AIM OF THE TASK:
For the records that follow, work out how many lines include "CrosstermEventSource" and give only that count.

Collected data entries:
↓↓↓

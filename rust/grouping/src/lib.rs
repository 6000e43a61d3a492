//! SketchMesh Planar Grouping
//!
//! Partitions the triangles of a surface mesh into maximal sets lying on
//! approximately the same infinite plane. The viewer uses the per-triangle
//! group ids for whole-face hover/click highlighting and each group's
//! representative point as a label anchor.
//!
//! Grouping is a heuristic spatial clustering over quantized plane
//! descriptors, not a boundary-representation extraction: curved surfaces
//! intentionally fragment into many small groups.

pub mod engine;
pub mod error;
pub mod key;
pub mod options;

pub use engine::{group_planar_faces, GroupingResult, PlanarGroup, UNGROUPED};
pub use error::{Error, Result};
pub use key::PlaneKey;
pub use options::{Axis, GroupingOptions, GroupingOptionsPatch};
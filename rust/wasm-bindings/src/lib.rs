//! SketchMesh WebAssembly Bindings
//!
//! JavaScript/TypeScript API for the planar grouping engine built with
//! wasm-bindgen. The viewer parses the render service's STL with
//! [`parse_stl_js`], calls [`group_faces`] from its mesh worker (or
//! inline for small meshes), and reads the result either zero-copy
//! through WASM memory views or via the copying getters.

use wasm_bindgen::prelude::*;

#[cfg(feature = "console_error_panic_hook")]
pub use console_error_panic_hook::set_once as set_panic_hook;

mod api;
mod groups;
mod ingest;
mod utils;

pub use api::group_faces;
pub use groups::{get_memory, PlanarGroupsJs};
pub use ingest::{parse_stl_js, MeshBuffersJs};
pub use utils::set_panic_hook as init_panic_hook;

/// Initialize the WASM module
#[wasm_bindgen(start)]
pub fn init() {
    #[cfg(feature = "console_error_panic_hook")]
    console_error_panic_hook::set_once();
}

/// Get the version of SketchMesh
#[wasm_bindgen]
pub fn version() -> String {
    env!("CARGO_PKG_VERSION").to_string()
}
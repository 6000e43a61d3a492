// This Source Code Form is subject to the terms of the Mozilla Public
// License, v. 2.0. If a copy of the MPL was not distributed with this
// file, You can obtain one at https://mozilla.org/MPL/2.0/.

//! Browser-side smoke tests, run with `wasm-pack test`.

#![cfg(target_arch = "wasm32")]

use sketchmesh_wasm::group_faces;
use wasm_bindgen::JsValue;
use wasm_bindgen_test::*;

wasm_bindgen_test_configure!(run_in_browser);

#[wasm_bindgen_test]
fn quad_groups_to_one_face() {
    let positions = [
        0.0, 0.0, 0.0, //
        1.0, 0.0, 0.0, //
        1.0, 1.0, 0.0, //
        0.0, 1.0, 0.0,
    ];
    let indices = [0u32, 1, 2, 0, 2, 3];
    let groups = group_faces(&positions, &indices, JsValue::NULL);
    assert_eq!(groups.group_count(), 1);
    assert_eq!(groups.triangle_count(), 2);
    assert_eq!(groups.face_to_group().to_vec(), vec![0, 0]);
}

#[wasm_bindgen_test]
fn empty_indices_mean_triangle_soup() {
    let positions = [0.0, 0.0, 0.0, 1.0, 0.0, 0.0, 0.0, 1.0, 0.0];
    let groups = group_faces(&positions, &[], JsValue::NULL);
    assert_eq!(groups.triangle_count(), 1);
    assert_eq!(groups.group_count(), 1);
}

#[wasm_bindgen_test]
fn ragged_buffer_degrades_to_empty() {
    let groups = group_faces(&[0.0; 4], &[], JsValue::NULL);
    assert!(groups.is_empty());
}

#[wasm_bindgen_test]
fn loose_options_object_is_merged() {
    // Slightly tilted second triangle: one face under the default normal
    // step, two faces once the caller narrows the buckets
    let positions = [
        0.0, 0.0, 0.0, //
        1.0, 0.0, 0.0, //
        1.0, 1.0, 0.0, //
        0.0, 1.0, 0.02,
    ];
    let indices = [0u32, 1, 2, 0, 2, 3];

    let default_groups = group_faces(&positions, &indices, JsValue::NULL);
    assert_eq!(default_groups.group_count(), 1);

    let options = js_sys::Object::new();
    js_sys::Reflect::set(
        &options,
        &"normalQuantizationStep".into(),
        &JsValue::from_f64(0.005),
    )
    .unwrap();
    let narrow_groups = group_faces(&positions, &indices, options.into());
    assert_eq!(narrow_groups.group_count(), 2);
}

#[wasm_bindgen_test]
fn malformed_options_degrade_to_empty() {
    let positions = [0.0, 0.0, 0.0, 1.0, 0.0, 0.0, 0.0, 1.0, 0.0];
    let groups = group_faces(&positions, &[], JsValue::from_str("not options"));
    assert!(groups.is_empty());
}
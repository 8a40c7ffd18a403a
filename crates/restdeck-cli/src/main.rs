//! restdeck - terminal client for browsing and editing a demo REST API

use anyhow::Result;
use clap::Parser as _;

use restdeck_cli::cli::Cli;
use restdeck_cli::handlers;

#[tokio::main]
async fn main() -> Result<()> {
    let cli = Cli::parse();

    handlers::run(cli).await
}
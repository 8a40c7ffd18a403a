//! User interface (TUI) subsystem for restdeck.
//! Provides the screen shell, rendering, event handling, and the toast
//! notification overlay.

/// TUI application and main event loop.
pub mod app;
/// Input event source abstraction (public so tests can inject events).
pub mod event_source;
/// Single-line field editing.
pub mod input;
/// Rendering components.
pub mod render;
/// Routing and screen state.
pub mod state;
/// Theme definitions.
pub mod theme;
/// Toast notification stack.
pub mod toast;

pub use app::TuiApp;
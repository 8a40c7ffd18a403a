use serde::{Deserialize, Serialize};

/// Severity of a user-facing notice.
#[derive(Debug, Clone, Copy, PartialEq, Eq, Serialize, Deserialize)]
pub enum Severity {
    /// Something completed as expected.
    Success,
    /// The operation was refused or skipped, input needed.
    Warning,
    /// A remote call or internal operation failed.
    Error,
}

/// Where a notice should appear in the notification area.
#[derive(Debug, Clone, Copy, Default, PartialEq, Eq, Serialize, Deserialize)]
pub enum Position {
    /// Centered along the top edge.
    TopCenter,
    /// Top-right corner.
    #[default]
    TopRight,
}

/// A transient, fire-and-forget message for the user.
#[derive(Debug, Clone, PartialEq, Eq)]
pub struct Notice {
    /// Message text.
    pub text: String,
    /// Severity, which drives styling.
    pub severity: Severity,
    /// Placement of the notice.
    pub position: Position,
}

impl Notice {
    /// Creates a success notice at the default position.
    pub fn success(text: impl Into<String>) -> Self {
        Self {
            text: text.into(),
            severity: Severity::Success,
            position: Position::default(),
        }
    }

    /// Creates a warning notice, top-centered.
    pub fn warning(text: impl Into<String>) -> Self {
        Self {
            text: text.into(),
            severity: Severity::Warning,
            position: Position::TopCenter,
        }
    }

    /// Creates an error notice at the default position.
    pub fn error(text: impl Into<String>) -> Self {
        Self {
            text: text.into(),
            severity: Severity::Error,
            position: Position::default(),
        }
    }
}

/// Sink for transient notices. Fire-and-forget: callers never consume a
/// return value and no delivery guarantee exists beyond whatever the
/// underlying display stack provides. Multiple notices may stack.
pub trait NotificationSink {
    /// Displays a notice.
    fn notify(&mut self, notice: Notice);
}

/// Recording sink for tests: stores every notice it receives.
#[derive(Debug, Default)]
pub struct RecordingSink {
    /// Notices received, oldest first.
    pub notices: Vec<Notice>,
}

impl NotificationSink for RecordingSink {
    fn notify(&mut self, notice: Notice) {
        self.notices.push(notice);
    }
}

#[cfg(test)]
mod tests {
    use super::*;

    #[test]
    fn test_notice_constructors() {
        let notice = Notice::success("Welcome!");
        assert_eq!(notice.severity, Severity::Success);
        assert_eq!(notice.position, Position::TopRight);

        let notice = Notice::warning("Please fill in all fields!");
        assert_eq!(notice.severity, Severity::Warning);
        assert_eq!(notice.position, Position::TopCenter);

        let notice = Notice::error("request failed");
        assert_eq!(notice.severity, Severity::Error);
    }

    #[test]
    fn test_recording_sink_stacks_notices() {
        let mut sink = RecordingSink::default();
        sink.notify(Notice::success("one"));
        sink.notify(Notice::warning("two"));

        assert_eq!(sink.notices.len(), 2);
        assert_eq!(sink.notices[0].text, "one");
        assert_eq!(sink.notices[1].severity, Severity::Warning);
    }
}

↑↑↑
↓↓↓

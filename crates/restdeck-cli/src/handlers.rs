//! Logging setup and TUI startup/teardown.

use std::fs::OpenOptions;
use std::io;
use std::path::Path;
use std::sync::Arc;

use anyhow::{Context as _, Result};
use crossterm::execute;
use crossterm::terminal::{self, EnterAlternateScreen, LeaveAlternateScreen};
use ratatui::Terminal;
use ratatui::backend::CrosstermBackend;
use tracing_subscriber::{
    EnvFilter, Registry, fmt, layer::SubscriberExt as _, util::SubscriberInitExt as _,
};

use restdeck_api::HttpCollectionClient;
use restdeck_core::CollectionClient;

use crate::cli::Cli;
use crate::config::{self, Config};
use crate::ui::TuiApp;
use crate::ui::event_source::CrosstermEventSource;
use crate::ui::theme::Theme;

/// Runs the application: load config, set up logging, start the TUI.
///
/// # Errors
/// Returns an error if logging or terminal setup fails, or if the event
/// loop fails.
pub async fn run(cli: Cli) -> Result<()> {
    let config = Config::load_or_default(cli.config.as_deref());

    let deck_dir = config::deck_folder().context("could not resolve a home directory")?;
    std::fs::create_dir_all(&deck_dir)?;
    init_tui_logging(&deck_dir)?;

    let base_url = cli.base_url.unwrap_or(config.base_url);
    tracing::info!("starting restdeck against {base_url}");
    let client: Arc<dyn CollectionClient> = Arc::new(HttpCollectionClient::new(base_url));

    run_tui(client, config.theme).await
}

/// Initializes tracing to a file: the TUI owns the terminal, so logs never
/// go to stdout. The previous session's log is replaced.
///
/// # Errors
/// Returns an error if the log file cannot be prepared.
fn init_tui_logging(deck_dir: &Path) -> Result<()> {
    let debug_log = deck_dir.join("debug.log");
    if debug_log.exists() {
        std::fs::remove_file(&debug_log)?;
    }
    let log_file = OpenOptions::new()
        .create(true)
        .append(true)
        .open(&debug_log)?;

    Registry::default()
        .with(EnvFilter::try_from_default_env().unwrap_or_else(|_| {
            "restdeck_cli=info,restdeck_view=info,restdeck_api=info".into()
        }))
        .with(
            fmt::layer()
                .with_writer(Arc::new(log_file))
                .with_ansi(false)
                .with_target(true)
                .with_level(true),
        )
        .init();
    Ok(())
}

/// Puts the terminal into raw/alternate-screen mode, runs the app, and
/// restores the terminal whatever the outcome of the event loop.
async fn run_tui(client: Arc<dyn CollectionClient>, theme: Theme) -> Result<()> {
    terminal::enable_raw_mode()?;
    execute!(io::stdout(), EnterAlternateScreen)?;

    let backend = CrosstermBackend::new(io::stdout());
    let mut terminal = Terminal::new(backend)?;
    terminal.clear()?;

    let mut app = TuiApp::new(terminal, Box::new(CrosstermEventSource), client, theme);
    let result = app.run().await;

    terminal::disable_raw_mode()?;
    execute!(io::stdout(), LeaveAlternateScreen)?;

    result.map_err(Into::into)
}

↑↑↑

ANSWER TO THE PROBLEM:
2